→ WORK TASK
From the data, copy out every line in which the word "WallBreak" appears.

===============

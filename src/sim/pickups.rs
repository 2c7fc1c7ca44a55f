//! Collectibles and wall-break rewards

use glam::Vec2;
use rand::Rng;

use super::abilities::MAX_HEART_DROP_CHANCE;
use super::grid::{ChunkCoord, TilePos};
use super::state::{GameEvent, GameState};
use super::walls::WallBreak;
use crate::consts::MAZE_SIZE;

const COIN_PICKUP_PAD: f32 = 0.22;
const ITEM_PICKUP_PAD: f32 = 0.25;
const HEART_PICKUP_PAD: f32 = 0.28;
const COIN_SCORE: f64 = 5.0;
const WALL_BREAK_SCORE: f64 = 10.0;

const ITEM_SPAWN_CHANCE_CAP: f32 = 0.95;
const ITEM_ATTEMPTS: usize = 200;
const HEART_ATTEMPTS: usize = 250;
/// Minimum gap between any two pickups
const PICKUP_SPACING: f32 = 0.9;
/// Hearts never drop right under the player
const HEART_PLAYER_GAP: f32 = 1.0;
const MAX_HEARTS: usize = 5;

/// Rewards for a wall that just opened in `chunk`
pub(crate) fn apply_wall_break(state: &mut GameState, chunk: ChunkCoord, brk: WallBreak) {
    state.add_score(WALL_BREAK_SCORE);
    if brk.gold {
        state.coins += u64::from(state.abilities.coin_wall_coin_amount);
    }
    if brk.gunpowder {
        state.inventory.gunpowder += 1;
    }
    state.push_event(GameEvent::WallBroken {
        chunk,
        tile: brk.tile,
        gold: brk.gold,
        gunpowder: brk.gunpowder,
    });
    if chunk == state.current_chunk {
        try_drop_heart(state);
    }
}

/// Random open cell of the current chunk, clear of the exit band and of
/// other pickups
fn find_free_cell(state: &mut GameState, attempts: usize, player_gap: f32) -> Option<Vec2> {
    let grid = &state.chunks.get(state.current_chunk)?.grid;
    let rng = &mut state.rng;
    let size = MAZE_SIZE as i32;
    let player = state.player.pos;
    let items = &state.items;
    let hearts = &state.hearts;

    (0..attempts).find_map(|_| {
        let tile = TilePos::new(rng.random_range(0..size), rng.random_range(0..size));
        if !grid.is_open(tile) || tile.in_border(2) {
            return None;
        }
        let pos = tile.center();
        let clear = items
            .iter()
            .chain(hearts.iter())
            .all(|o| o.distance(pos) >= PICKUP_SPACING);
        (clear && pos.distance(player) >= player_gap).then_some(pos)
    })
}

/// Scatter missile pickups over a freshly entered chunk
pub(crate) fn spawn_missile_items(state: &mut GameState) {
    if !state.missiles.is_empty() || !state.pending_shots.is_empty() {
        return;
    }
    let a = &state.abilities;
    let bonus = 1.0 + a.missile_field_spawn_bonus.clamp(0.0, 1.0);
    let chance = (state.tuning.item_spawn_chance * a.missile_spawn_chance_mult * bonus)
        .clamp(0.0, ITEM_SPAWN_CHANCE_CAP);
    let rolls = a.max_field_missile_items.max(1);

    for _ in 0..rolls {
        if state.rng.random::<f32>() >= chance {
            continue;
        }
        if let Some(pos) = find_free_cell(state, ITEM_ATTEMPTS, 0.0) {
            state.items.push(pos);
        }
    }
}

fn try_drop_heart(state: &mut GameState) {
    let chance = state
        .abilities
        .heart_drop_chance
        .clamp(0.0, MAX_HEART_DROP_CHANCE);
    if chance <= 0.0 || state.hearts.len() >= MAX_HEARTS {
        return;
    }
    if !state.rng.random_bool(chance) {
        return;
    }
    if let Some(pos) = find_free_cell(state, HEART_ATTEMPTS, HEART_PLAYER_GAP) {
        state.hearts.push(pos);
        state.push_event(GameEvent::HeartDropped { pos });
    }
}

/// Pick up everything the player is touching
pub fn collect(state: &mut GameState) {
    let player = state.player.pos;
    let r = state.tuning.player_radius;

    let mut coins = Vec::new();
    if let Some(chunk) = state.chunks.get_mut(state.current_chunk) {
        for coin in chunk.coins.iter_mut().filter(|c| !c.picked) {
            if coin.pos.distance(player) < r + COIN_PICKUP_PAD {
                coin.picked = true;
                coins.push(coin.pos);
            }
        }
    }
    for pos in coins {
        state.coins += 1 + u64::from(state.abilities.coin_gain_bonus);
        state.add_score(COIN_SCORE);
        state.push_event(GameEvent::CoinCollected { pos });
    }

    let (taken, kept): (Vec<Vec2>, Vec<Vec2>) = state
        .items
        .iter()
        .partition(|p| p.distance(player) < r + ITEM_PICKUP_PAD);
    state.items = kept;
    for pos in taken {
        state.inventory.missiles += 1;
        state.push_event(GameEvent::MissileItemCollected { pos });
    }

    let (taken, kept): (Vec<Vec2>, Vec<Vec2>) = state
        .hearts
        .iter()
        .partition(|p| p.distance(player) < r + HEART_PICKUP_PAD);
    state.hearts = kept;
    for pos in taken {
        state.player.lives = state.abilities.max_lives.max(1);
        state.push_event(GameEvent::HeartCollected { pos });
    }
}

#[cfg(test)]
mod tests {
    use super::*;
    use crate::sim::chunk::Coin;
    use crate::sim::test_support::open_run;

    fn run() -> GameState {
        let mut s = open_run(ChunkCoord::new(2, 1));
        s.player.pos = Vec2::new(8.5, 8.5);
        s
    }

    #[test]
    fn test_coin_collected_once_with_bonus() {
        let mut s = run();
        s.abilities.coin_gain_bonus = 2;
        let coord = s.current_chunk;
        s.chunk_mut(coord).coins.push(Coin {
            pos: Vec2::new(8.6, 8.5),
            picked: false,
        });
        collect(&mut s);
        collect(&mut s);
        assert_eq!(s.coins, 3);
        assert_eq!(s.score, 5.0);
        assert!(s.current().unwrap().coins[0].picked);
    }

    #[test]
    fn test_missile_item_and_heart_pickup() {
        let mut s = run();
        s.items = vec![Vec2::new(8.5, 8.8), Vec2::new(3.5, 3.5)];
        s.hearts = vec![Vec2::new(8.2, 8.5)];
        s.player.lives = 1;
        collect(&mut s);
        assert_eq!(s.inventory.missiles, 1);
        assert_eq!(s.items, vec![Vec2::new(3.5, 3.5)]);
        assert_eq!(s.player.lives, 3);
        assert!(s.hearts.is_empty());
    }

    #[test]
    fn test_missile_items_spawn_on_open_interior_cells() {
        let mut s = run();
        s.abilities.max_field_missile_items = 5;
        s.abilities.missile_spawn_chance_mult = 10.0;
        spawn_missile_items(&mut s);
        assert!(!s.items.is_empty());
        for (i, a) in s.items.iter().enumerate() {
            assert!(!TilePos::containing(*a).in_border(2));
            for b in &s.items[i + 1..] {
                assert!(a.distance(*b) >= PICKUP_SPACING);
            }
        }
    }

    #[test]
    fn test_no_items_while_missiles_in_flight() {
        let mut s = run();
        s.abilities.missile_spawn_chance_mult = 10.0;
        s.pending_shots.push(100.0);
        spawn_missile_items(&mut s);
        assert!(s.items.is_empty());
    }

    #[test]
    fn test_heart_drops_are_capped() {
        let mut s = run();
        s.abilities.heart_drop_chance = 0.10;
        for _ in 0..400 {
            try_drop_heart(&mut s);
        }
        assert_eq!(s.hearts.len(), MAX_HEARTS);
        assert!(s.hearts.iter().all(|h| h.distance(s.player.pos) >= HEART_PLAYER_GAP));
    }

    #[test]
    fn test_wall_break_rewards() {
        let mut s = run();
        let coord = s.current_chunk;
        apply_wall_break(
            &mut s,
            coord,
            WallBreak {
                tile: TilePos::new(5, 5),
                old_value: 100,
                gold: true,
                gunpowder: true,
            },
        );
        assert_eq!(s.coins, 5);
        assert_eq!(s.inventory.gunpowder, 1);
        assert_eq!(s.score, 10.0);
    }
}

===============

→ EXERCISE OUTPUT
use super::walls::WallBreak;
pub(crate) fn apply_wall_break(state: &mut GameState, chunk: ChunkCoord, brk: WallBreak) {
            WallBreak {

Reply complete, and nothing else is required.